[Dataset entries]

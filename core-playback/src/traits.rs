//! # Decoder Abstraction
//!
//! The playback engine never decodes audio. It drives a host-provided
//! [`PlaybackAdapter`] (ExoPlayer, AVPlayer, a GStreamer pipeline, ...) and
//! listens to the adapter's callbacks through an
//! [`AdapterEventSink`](crate::engine::AdapterEventSink).
//!
//! ## Call pattern
//!
//! For every item the engine starts, the adapter sees:
//!
//! ```text
//! load(media) → prepare() → seek(offset) → play() | pause()
//! ```
//!
//! followed by any number of `seek`, `play`, `pause` and position queries,
//! and eventually `stop()` or another `load`. `release()` is called exactly
//! once, when the engine closes.
//!
//! ## Threading Model
//!
//! All calls come from the engine task, one at a time. Implementations must be
//! `Send + Sync` so the engine task can hold them.

use crate::error::Result;
use async_trait::async_trait;
use serde::{Deserialize, Serialize};
use std::collections::HashMap;
use std::path::PathBuf;
use std::time::Duration;

// ============================================================================
// Media Types
// ============================================================================

/// Where the decoder reads an item from.
#[derive(Debug, Clone, PartialEq, Eq)]
pub enum AudioSource {
    /// Downloaded media on the local filesystem.
    LocalFile {
        path: PathBuf,
    },

    /// The item's remote link, streamed directly.
    RemoteStream {
        url: String,
        /// HTTP headers to include in the request (e.g., Authorization)
        headers: HashMap<String, String>,
    },
}

impl AudioSource {
    /// Returns `true` if this source requires network access.
    pub fn is_remote(&self) -> bool {
        matches!(self, AudioSource::RemoteStream { .. })
    }
}

/// A reading-order item handed to the decoder.
#[derive(Debug, Clone, PartialEq, Eq)]
pub struct MediaSource {
    pub item_id: String,
    pub item_index: usize,
    pub source: AudioSource,
}

impl MediaSource {
    pub fn is_streaming(&self) -> bool {
        self.source.is_remote()
    }
}

// ============================================================================
// Adapter Callbacks
// ============================================================================

/// Notifications a decoder posts back to the engine.
#[derive(Debug, Clone, PartialEq, Eq, Serialize, Deserialize)]
#[serde(tag = "type", rename_all = "snake_case")]
pub enum AdapterEvent {
    /// The decoder reached the end of `item_id`.
    TrackEnded { item_id: String },
    /// The decoder failed. The engine reports it and keeps its state.
    Error { code: i32, message: String },
    /// The decoder stalled waiting for data while rendering `item_id`.
    Buffering { item_id: String },
}

// ============================================================================
// Core Trait
// ============================================================================

/// Host audio decoder/renderer.
///
/// ## Example
///
/// ```rust,no_run
/// # use core_playback::{MediaSource, PlaybackAdapter};
/// # use std::time::Duration;
/// # struct MyAdapter;
/// # #[async_trait::async_trait]
/// # impl PlaybackAdapter for MyAdapter {
/// #     async fn load(&self, media: MediaSource) -> core_playback::Result<()> { unimplemented!() }
/// #     async fn prepare(&self) -> core_playback::Result<()> { unimplemented!() }
/// #     async fn seek(&self, position: Duration) -> core_playback::Result<()> { unimplemented!() }
/// #     async fn play(&self) -> core_playback::Result<()> { unimplemented!() }
/// #     async fn pause(&self) -> core_playback::Result<()> { unimplemented!() }
/// #     async fn stop(&self) -> core_playback::Result<()> { unimplemented!() }
/// #     async fn set_playback_rate(&self, rate: f64) -> core_playback::Result<()> { unimplemented!() }
/// #     async fn get_position(&self) -> core_playback::Result<Duration> { unimplemented!() }
/// #     async fn get_duration(&self) -> core_playback::Result<Option<Duration>> { unimplemented!() }
/// # }
/// async fn resume_at(adapter: &impl PlaybackAdapter, media: MediaSource) {
///     adapter.load(media).await.unwrap();
///     adapter.prepare().await.unwrap();
///     adapter.seek(Duration::from_secs(30)).await.unwrap();
///     adapter.play().await.unwrap();
/// }
/// ```
#[async_trait]
pub trait PlaybackAdapter: Send + Sync {
    /// Replace whatever is loaded with `media`. Must not start rendering.
    async fn load(&self, media: MediaSource) -> Result<()>;

    /// Get the loaded media ready to render.
    async fn prepare(&self) -> Result<()>;

    /// Seek to an absolute position in the loaded media.
    async fn seek(&self, position: Duration) -> Result<()>;

    /// Start or resume rendering.
    async fn play(&self) -> Result<()>;

    /// Pause rendering, keeping the media loaded.
    async fn pause(&self) -> Result<()>;

    /// Stop rendering and unload the media.
    async fn stop(&self) -> Result<()>;

    /// Release decoder resources. Called once, when the engine closes.
    async fn release(&self) -> Result<()> {
        Ok(())
    }

    /// Set the speed multiplier (1.0 is normal speed).
    async fn set_playback_rate(&self, rate: f64) -> Result<()>;

    /// Elapsed time from the start of the loaded media.
    async fn get_position(&self) -> Result<Duration>;

    /// Duration of the loaded media, if the decoder knows it.
    async fn get_duration(&self) -> Result<Option<Duration>>;
}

**WHAT TO WORK ON**
Extract all of the data shown above and repeat it verbatim.

**EXERCISE RESULT**
filename core-playback/src/traits.rs
//! # Decoder Abstraction
//!
//! The playback engine never decodes audio. It drives a host-provided
//! [`PlaybackAdapter`] (ExoPlayer, AVPlayer, a GStreamer pipeline, ...) and
//! listens to the adapter's callbacks through an
//! [`AdapterEventSink`](crate::engine::AdapterEventSink).
//!
//! ## Call pattern
//!
//! For every item the engine starts, the adapter sees:
//!
//! ```text
//! load(media) → prepare() → seek(offset) → play() | pause()
//! ```
//!
//! followed by any number of `seek`, `play`, `pause` and position queries,
//! and eventually `stop()` or another `load`. `release()` is called exactly
//! once, when the engine closes.
//!
//! ## Threading Model
//!
//! All calls come from the engine task, one at a time. Implementations must be
//! `Send + Sync` so the engine task can hold them.

use crate::error::Result;
use async_trait::async_trait;
use serde::{Deserialize, Serialize};
use std::collections::HashMap;
use std::path::PathBuf;
use std::time::Duration;

// ============================================================================
// Media Types
// ============================================================================

/// Where the decoder reads an item from.
#[derive(Debug, Clone, PartialEq, Eq)]
pub enum AudioSource {
    /// Downloaded media on the local filesystem.
    LocalFile {
        path: PathBuf,
    },

    /// The item's remote link, streamed directly.
    RemoteStream {
        url: String,
        /// HTTP headers to include in the request (e.g., Authorization)
        headers: HashMap<String, String>,
    },
}

impl AudioSource {
    /// Returns `true` if this source requires network access.
    pub fn is_remote(&self) -> bool {
        matches!(self, AudioSource::RemoteStream { .. })
    }
}

/// A reading-order item handed to the decoder.
#[derive(Debug, Clone, PartialEq, Eq)]
pub struct MediaSource {
    pub item_id: String,
    pub item_index: usize,
    pub source: AudioSource,
}

impl MediaSource {
    pub fn is_streaming(&self) -> bool {
        self.source.is_remote()
    }
}

// ============================================================================
// Adapter Callbacks
// ============================================================================

/// Notifications a decoder posts back to the engine.
#[derive(Debug, Clone, PartialEq, Eq, Serialize, Deserialize)]
#[serde(tag = "type", rename_all = "snake_case")]
pub enum AdapterEvent {
    /// The decoder reached the end of `item_id`.
    TrackEnded { item_id: String },
    /// The decoder failed. The engine reports it and keeps its state.
    Error { code: i32, message: String },
    /// The decoder stalled waiting for data while rendering `item_id`.
    Buffering { item_id: String },
}

// ============================================================================
// Core Trait
// ============================================================================

/// Host audio decoder/renderer.
///
/// ## Example
///
/// ```rust,no_run
/// # use core_playback::{MediaSource, PlaybackAdapter};
/// # use std::time::Duration;
/// # struct MyAdapter;
/// # #[async_trait::async_trait]
/// # impl PlaybackAdapter for MyAdapter {
/// #     async fn load(&self, media: MediaSource) -> core_playback::Result<()> { unimplemented!() }
/// #     async fn prepare(&self) -> core_playback::Result<()> { unimplemented!() }
/// #     async fn seek(&self, position: Duration) -> core_playback::Result<()> { unimplemented!() }
/// #     async fn play(&self) -> core_playback::Result<()> { unimplemented!() }
/// #     async fn pause(&self) -> core_playback::Result<()> { unimplemented!() }
/// #     async fn stop(&self) -> core_playback::Result<()> { unimplemented!() }
/// #     async fn set_playback_rate(&self, rate: f64) -> core_playback::Result<()> { unimplemented!() }
/// #     async fn get_position(&self) -> core_playback::Result<Duration> { unimplemented!() }
/// #     async fn get_duration(&self) -> core_playback::Result<Option<Duration>> { unimplemented!() }
/// # }
/// async fn resume_at(adapter: &impl PlaybackAdapter, media: MediaSource) {
///     adapter.load(media).await.unwrap();
///     adapter.prepare().await.unwrap();
///     adapter.seek(Duration::from_secs(30)).await.unwrap();
///     adapter.play().await.unwrap();
/// }
/// ```
#[async_trait]
pub trait PlaybackAdapter: Send + Sync {
    /// Replace whatever is loaded with `media`. Must not start rendering.
    async fn load(&self, media: MediaSource) -> Result<()>;

    /// Get the loaded media ready to render.
    async fn prepare(&self) -> Result<()>;

    /// Seek to an absolute position in the loaded media.
    async fn seek(&self, position: Duration) -> Result<()>;

    /// Start or resume rendering.
    async fn play(&self) -> Result<()>;

    /// Pause rendering, keeping the media loaded.
    async fn pause(&self) -> Result<()>;

    /// Stop rendering and unload the media.
    async fn stop(&self) -> Result<()>;

    /// Release decoder resources. Called once, when the engine closes.
    async fn release(&self) -> Result<()> {
        Ok(())
    }

    /// Set the speed multiplier (1.0 is normal speed).
    async fn set_playback_rate(&self, rate: f64) -> Result<()>;

    /// Elapsed time from the start of the loaded media.
    async fn get_position(&self) -> Result<Duration>;

    /// Duration of the loaded media, if the decoder knows it.
    async fn get_duration(&self) -> Result<Option<Duration>>;
}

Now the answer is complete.